Deadlifts are great. Maybe you could argue that something like a jefferson curl or zercher squat is more "functional" but if you ask me, training the legs, hips, and back to maximally exert themselves seems pretty functional to me.
DYELs, glassbacks, and braindead gymbros will tell you to avoid them because ur spine will totally explode or Sam Sulek doesn't do them or whatever the hell but those people would have a heart attack if they saw how people trained in the, say, the Bronze Era anyway so frick them.
The mind of a deadloofter. It’s a pointless exercise and if it wasn’t a competitive lift category, nobody would bother with them. It’s a powershitter and gym dyel lift.
Damn bruh you didn't even bother reading my post. I bet you think bending your back will turn you into a cripple.
Deadlifts are necessary to be able to do cleans, the greatest exercise of all
I do romanian deadlifts instead. they are more leg focused and less upper back focused. I do other exercises for my upper back.
I don't know what's wrong with my body but deadlifts seem to give me lower back pain consistently. I do core exercise, I lift with a trainer, I wear a belt, I brace, but if my form isn't absolutely perfect, my back hurts. Whenever I feel a little crackle in my lumbar, I know I'm screwed the next day.
Have you ever directly exercised your lower back?
I've done some good mornings but probably not enough. What I think may be happening is my core gets fatigued in the last few reps, so I lose my bracing strength, that's when I usually feel that subtle crackle in the lumbar.
I actually haven't deadlifted in months due to a knee injury, but I think I'll start some RDLs next week.
Start light and small if you need to, but consider an exercise that fully flexes the spine over something like RDLs so you can strengthen each individual part of the back in turn through the range of motion. Something like a Jefferson curl with a 5-10lb dumbbell might be a good starting point for you.

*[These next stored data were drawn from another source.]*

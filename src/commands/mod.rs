//! Subcommand entry points and the shared setup they run through.

pub mod apply;
pub mod remove;
pub mod verify;

mod scheduler;

use std::path::{Path, PathBuf};
use std::sync::{Arc, RwLock};

use anyhow::{bail, Context as _, Result};

use crate::cli::GlobalOpts;
use crate::config::profiles::{self, Profile, DEFAULT_PROFILE};
use crate::config::Config;
use crate::exec::SystemExecutor;
use crate::logging::Logger;
use crate::platform::Platform;
use crate::tasks::{Context, Task};

/// Everything a subcommand needs: the resolved profile and a ready context.
pub(crate) struct CommandSetup {
    pub context: Context,
    pub profile: Profile,
}

impl CommandSetup {
    /// Resolve the repository root, detect the platform, resolve the
    /// profile, and load the configuration.
    pub(crate) fn init(global: &GlobalOpts, log: &Arc<Logger>) -> Result<Self> {
        let root = resolve_root(global.root.as_deref())?;
        log.debug(&format!("repository root: {}", root.display()));

        let executor: Arc<dyn crate::exec::Executor> = Arc::new(SystemExecutor);
        let platform = Platform::detect(executor.as_ref());
        log.debug(&format!("detected platform: {platform:?}"));

        let name = global.profile.as_deref().unwrap_or(DEFAULT_PROFILE);
        let profile = profiles::resolve(name, &root.join("conf"), &platform)?;
        log.debug(&format!(
            "profile {} (active categories: {})",
            profile.name,
            profile.active_categories.join(", ")
        ));

        let config = Config::load(&root, &profile, &platform)?;
        log.debug(&format!(
            "loaded {} links, {} packages, {} permissions, {} registry values, {} services",
            config.links.len(),
            config.packages.len(),
            config.permissions.len(),
            config.registry.len(),
            config.services.len()
        ));

        let context = Context::new(
            Arc::new(RwLock::new(config)),
            Arc::new(platform),
            Arc::clone(log) as Arc<dyn crate::logging::Log>,
            global.dry_run,
            executor,
            global.parallel,
        )?;

        Ok(Self { context, profile })
    }
}

/// Run a task set to completion, print the summary, and fail the command
/// if any task failed.
pub(crate) fn run_to_summary(
    tasks: &[Box<dyn Task>],
    ctx: &Context,
    log: &Arc<Logger>,
) -> Result<()> {
    scheduler::run_tasks(tasks, ctx, log);
    log.print_summary();

    let failures = log.failure_count();
    if failures > 0 {
        bail!("{failures} task(s) failed");
    }
    Ok(())
}

/// Whether a directory is a configuration repository root.
fn looks_like_root(dir: &Path) -> bool {
    dir.join("conf").is_dir() && dir.join("links").is_dir()
}

/// Locate the configuration repository.
///
/// Precedence: `--root`, the `CONVERGE_ROOT` environment variable, the
/// directories above the running executable, then the working directory.
/// The first two are explicit and therefore checked strictly; an explicit
/// path that is not a repository is an error, not a fallthrough.
fn resolve_root(cli_root: Option<&Path>) -> Result<PathBuf> {
    if let Some(root) = cli_root {
        if looks_like_root(root) {
            return Ok(root.to_path_buf());
        }
        bail!(
            "{} does not contain conf/ and links/ directories",
            root.display()
        );
    }

    if let Ok(env_root) = std::env::var("CONVERGE_ROOT") {
        let root = PathBuf::from(env_root);
        if looks_like_root(&root) {
            return Ok(root);
        }
        bail!(
            "CONVERGE_ROOT={} does not contain conf/ and links/ directories",
            root.display()
        );
    }

    // A binary kept inside the repository (target/release, a bin/ dir)
    // finds its own root without any flags.
    if let Ok(exe) = std::env::current_exe() {
        for dir in exe.ancestors().skip(1) {
            if looks_like_root(dir) {
                return Ok(dir.to_path_buf());
            }
        }
    }

    let cwd = std::env::current_dir().context("cannot determine working directory")?;
    if looks_like_root(&cwd) {
        return Ok(cwd);
    }

    bail!("cannot locate the configuration repository; pass --root or set CONVERGE_ROOT")
}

> Whenever I feel a little crackle in my lumbar, I know I'm screwed the next day.
> Whenever
you heard a "crackle" in your lumbar spine and got pain from it multiple times, and you kept doing deadlifts? did u tell ur trainer about the pain and crackle? lower back, knees, shoulders, the holy trinity, don't frick them up.

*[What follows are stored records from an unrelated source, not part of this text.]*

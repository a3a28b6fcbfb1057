//! systemd user unit resource.

use anyhow::Result;

use super::{Applicable, Resource, ResourceChange, ResourceState};
use crate::exec::Executor;

/// A systemd user unit that should be enabled and running.
#[derive(Debug)]
pub struct ServiceUnitResource<'a> {
    pub unit: String,
    executor: &'a dyn Executor,
}

impl<'a> ServiceUnitResource<'a> {
    #[must_use]
    pub const fn new(unit: String, executor: &'a dyn Executor) -> Self {
        Self { unit, executor }
    }
}

impl Applicable for ServiceUnitResource<'_> {
    fn description(&self) -> String {
        self.unit.clone()
    }

    fn apply(&self) -> Result<ResourceChange> {
        let result = self
            .executor
            .run_unchecked("systemctl", &["--user", "enable", "--now", &self.unit])?;
        if result.success {
            Ok(ResourceChange::Applied)
        } else {
            Ok(ResourceChange::Skipped {
                reason: format!("enable failed: {}", result.stderr.trim()),
            })
        }
    }
}

impl Resource for ServiceUnitResource<'_> {
    fn current_state(&self) -> Result<ResourceState> {
        let result = self
            .executor
            .run_unchecked("systemctl", &["--user", "is-enabled", &self.unit])?;
        if result.success {
            Ok(ResourceState::Correct)
        } else {
            Ok(ResourceState::Missing)
        }
    }
}
//! The `remove` subcommand: undo previously applied configuration.

use std::sync::Arc;

use anyhow::Result;

use super::{run_to_summary, CommandSetup};
use crate::cli::{GlobalOpts, RemoveOpts};
use crate::logging::Logger;
use crate::tasks;

pub fn run(global: &GlobalOpts, _opts: &RemoveOpts, log: &Arc<Logger>) -> Result<()> {
    let setup = CommandSetup::init(global, log)?;
    run_to_summary(&tasks::all_remove_tasks(), &setup.context, log)
}
//! The `apply` subcommand: bring the machine to the declared state.

use std::sync::Arc;

use anyhow::Result;

use super::{run_to_summary, CommandSetup};
use crate::cli::{ApplyOpts, GlobalOpts};
use crate::logging::Logger;
use crate::tasks::{self, Task};

pub fn run(global: &GlobalOpts, opts: &ApplyOpts, log: &Arc<Logger>) -> Result<()> {
    let setup = CommandSetup::init(global, log)?;
    let tasks = filter_tasks(tasks::all_apply_tasks(&setup.profile), &opts.skip, &opts.only);
    if tasks.is_empty() {
        log.warn("no tasks match the given filter");
        return Ok(());
    }
    run_to_summary(&tasks, &setup.context, log)
}

/// Apply `--only` and `--skip` name filters; `--only` takes precedence.
///
/// Matching is a case-insensitive substring test against the task name, so
/// `--only pack` selects "Install packages". Prerequisites filtered away
/// here count as satisfied for whatever remains.
fn filter_tasks(
    tasks: Vec<Box<dyn Task>>,
    skip: &[String],
    only: &[String],
) -> Vec<Box<dyn Task>> {
    let matches = |task: &dyn Task, needles: &[String]| {
        let name = task.name().to_lowercase();
        needles.iter().any(|n| name.contains(&n.to_lowercase()))
    };

    if !only.is_empty() {
        return tasks
            .into_iter()
            .filter(|t| matches(t.as_ref(), only))
            .collect();
    }
    tasks
        .into_iter()
        .filter(|t| !matches(t.as_ref(), skip))
        .collect()
}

The pain was only really bad one time, so I didn't deadlift for a week and then just worked my way back. But sometimes it would flare up again, and it took a long time to fully recover, about 2 months. Since I haven't deadlifted in months my back has been fine, but I'm not going to give up on the lift.
Haha, I definitely didn't frick up my shoulder at work and develop osteolysis at 27, nope no way.
my hands keep slipping on deadlift and I'm barely at 2pl8. how do I get more grip strength? I already vary my rep schemes
Incorporate things like
>Deadhangs
>Pullups
>Chinups
>Hanging leg raises
>Climbing
Stop using those pansy machines
mixed grip
straps
chalk
Try squeezing your fingers to the bar with your thumb
no
yes
/thread
why the frick are there >100 responses
in all fields
Because this place is meant for people to reply to each other. Would you come here if every thread was just a single reply lol
>There are people on this board who not only don’t lift, but actively try to convince people to not deadlift
I don’t even understand the mentality here, do you expect anyone to take you seriously if you think deadlifts are somehow bad for you? I can’t imagine how weak someone has to be to actually be afraid of deadlifting
the new wave of lifters is all about "maximizing gains" via le science based methods
jeff nippard and his ilk have done a number on the lifting community by convincing everyone that classic exercises (bench, deadlift, standing press) are actually very inefficient and scary exercises with a high risk of injury, so you should be doing one armed kneeling cable pullovers instead of benching because you maximize time under tension big stretch blah blah blah
classic example of missing the forest for the trees and not looking at lifting/bodybuilding as the holistic practice that it actually is
Fricked my sacroiliac joint on the left side doing it. Won't go heavy on it anymore. I'll do sets of 10 if I do do it.